But that wasn’t obvious. They’d have to analyze a special set of functions, called Type I and Type II sums, for each version of their problem, then show that the sums were equivalent no matter which constraint they used. Only then would Green and Sawhney know they could substitute rough primes into their proof without losing information.
They soon came to a realization: They could show that the sums were equivalent using a tool that each of them had independently encountered in previous work. The tool, known as a Gowers norm, was developed decades earlier by the mathematician Timothy Gowers to measure how random or structured a function or set of numbers is. On its face, the Gowers norm seemed to belong to a completely different realm of mathematics. “It’s almost impossible to tell as an outsider that these things are related,” Sawhney said.
But using a landmark result proved in 2018 by the mathematicians Terence Tao and Tamar Ziegler, Green and Sawhney found a way to make the connection between Gowers norms and Type I and II sums. Essentially, they needed to use Gowers norms to show that their two sets of primes—the set built using rough primes, and the set built using real primes—were sufficiently similar.
As it turned out, Sawhney knew how to do this. Earlier this year, in order to solve an unrelated problem, he had developed a technique for comparing sets using Gowers norms. To his surprise, the technique was just good enough to show that the two sets had the same Type I and II sums.
With this in hand, Green and Sawhney proved Friedlander and Iwaniec’s conjecture: There are infinitely many primes that can be written as p2 + 4q2. Ultimately, they were able to extend their result to prove that there are infinitely many primes belonging to other kinds of families as well.

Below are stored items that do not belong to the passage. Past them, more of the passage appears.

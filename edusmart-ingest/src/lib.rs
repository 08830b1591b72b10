//! Catalog loading for the EduSmart assistant: creates the Postgres schema and
//! seeds `education_products` with embedded product documents.

pub mod catalog;
pub mod schema;
pub mod seed;

pub use catalog::{load_catalog, parse_catalog};
pub use schema::init_schema;
pub use seed::{seed_products, SeedReport};
//! snake_case → camelCase migrations.
//!
//! Early dashboard builds stored flat snake_case keys and snake_case object
//! fields. Current builds read camelCase only.

use anyhow::{Context, Result};
use dashstore_core::migration::Migration;
use dashstore_core::store::KeyValueStore;
use serde_json::{Map, Value};

/// Flat keys renamed by [`RenameSnakeCaseKeys`].
pub const LEGACY_SNAKE_CASE_KEYS: &[&str] = &[
    "sendbird_token",
    "sendbird_token_expires_at",
    "last_visited_application_id",
    "desk_agent_connection",
];

/// Key whose object fields are rewritten by [`CamelCaseDeskSettings`].
pub const DESK_SETTINGS_KEY: &str = "deskSettings";

/// Converts `snake_case` to `camelCase`.
///
/// Empty segments from leading, trailing, or doubled underscores are dropped.
pub fn snake_to_camel(name: &str) -> String {
    let mut out = String::with_capacity(name.len());
    for (i, segment) in name.split('_').filter(|s| !s.is_empty()).enumerate() {
        if i == 0 {
            out.push_str(segment);
            continue;
        }
        let mut chars = segment.chars();
        if let Some(first) = chars.next() {
            out.extend(first.to_uppercase());
            out.push_str(chars.as_str());
        }
    }
    out
}

/// Renames the fixed set of legacy snake_case keys to camelCase.
///
/// Values are copied verbatim. When the camelCase key already exists it was
/// written by a newer build, so it is kept and only the legacy key is dropped.
#[derive(Debug, Default)]
pub struct RenameSnakeCaseKeys;

impl Migration for RenameSnakeCaseKeys {
    fn id(&self) -> &str {
        "20210702000000-camel-case-storage-keys"
    }

    fn description(&self) -> &str {
        "Rename snake_case storage keys to camelCase"
    }

    fn run(&self, store: &mut dyn KeyValueStore) -> Result<()> {
        for &legacy in LEGACY_SNAKE_CASE_KEYS {
            let Some(value) = store.get(legacy) else {
                continue;
            };
            let renamed = snake_to_camel(legacy);

            if store.get(&renamed).is_none() {
                store
                    .set(&renamed, &value)
                    .with_context(|| format!("Failed to write '{}'", renamed))?;
            } else {
                tracing::debug!(legacy, renamed = %renamed, "camelCase key already present; keeping it");
            }

            store
                .remove(legacy)
                .with_context(|| format!("Failed to remove legacy key '{}'", legacy))?;
        }

        Ok(())
    }
}

/// Rewrites the top-level fields of the desk settings object to camelCase.
///
/// Fields already in camelCase win over their snake_case duplicates, and each
/// dropped duplicate is logged. Absent or non-object values are left alone.
#[derive(Debug, Default)]
pub struct CamelCaseDeskSettings;

impl Migration for CamelCaseDeskSettings {
    fn id(&self) -> &str {
        "20210702000100-camel-case-desk-settings"
    }

    fn description(&self) -> &str {
        "Rename deskSettings fields to camelCase"
    }

    fn run(&self, store: &mut dyn KeyValueStore) -> Result<()> {
        let Some(Value::Object(fields)) = store.get_json(DESK_SETTINGS_KEY) else {
            tracing::debug!("No desk settings object to reshape");
            return Ok(());
        };

        if !fields.keys().any(|name| name.contains('_')) {
            return Ok(());
        }

        let (mut snake, camel): (Vec<_>, Vec<_>) =
            fields.into_iter().partition(|(name, _)| name.contains('_'));
        snake.sort_by(|(a, _), (b, _)| a.cmp(b));

        // Existing camelCase fields win; among colliding snake_case fields the
        // first in name order wins
        let mut reshaped: Map<String, Value> = camel.into_iter().collect();
        for (name, value) in snake {
            let renamed = snake_to_camel(&name);
            if renamed.is_empty() || reshaped.contains_key(&renamed) {
                tracing::warn!(
                    field = %name,
                    renamed = %renamed,
                    "Dropping desk settings field whose camelCase name is taken"
                );
                continue;
            }
            reshaped.insert(renamed, value);
        }

        let encoded = serde_json::to_string(&Value::Object(reshaped))?;
        store
            .set(DESK_SETTINGS_KEY, &encoded)
            .context("Failed to write reshaped desk settings")?;

        Ok(())
    }
}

The result marks a significant breakthrough on a type of problem where progress is usually very rare.
Even more important, the work demonstrates that the Gowers norm can act as a powerful tool in a new domain. “Because it’s so new, at least in this part of number theory, there is potential to do a bunch of other things with it,” Friedlander said. Mathematicians now hope to broaden the scope of the Gowers norm even further—to try using it to solve other problems in number theory beyond counting primes.
“It’s a lot of fun for me to see things I thought about some time ago have unexpected new applications,” Ziegler said. “It’s like as a parent, when you set your kid free and they grow up and do mysterious, unexpected things.”
Original story reprinted with permission from Quanta Magazine, an editorially independent publication of the Simons Foundation whose mission is to enhance public understanding of science by covering research developments and trends in mathematics and the physical and life sciences.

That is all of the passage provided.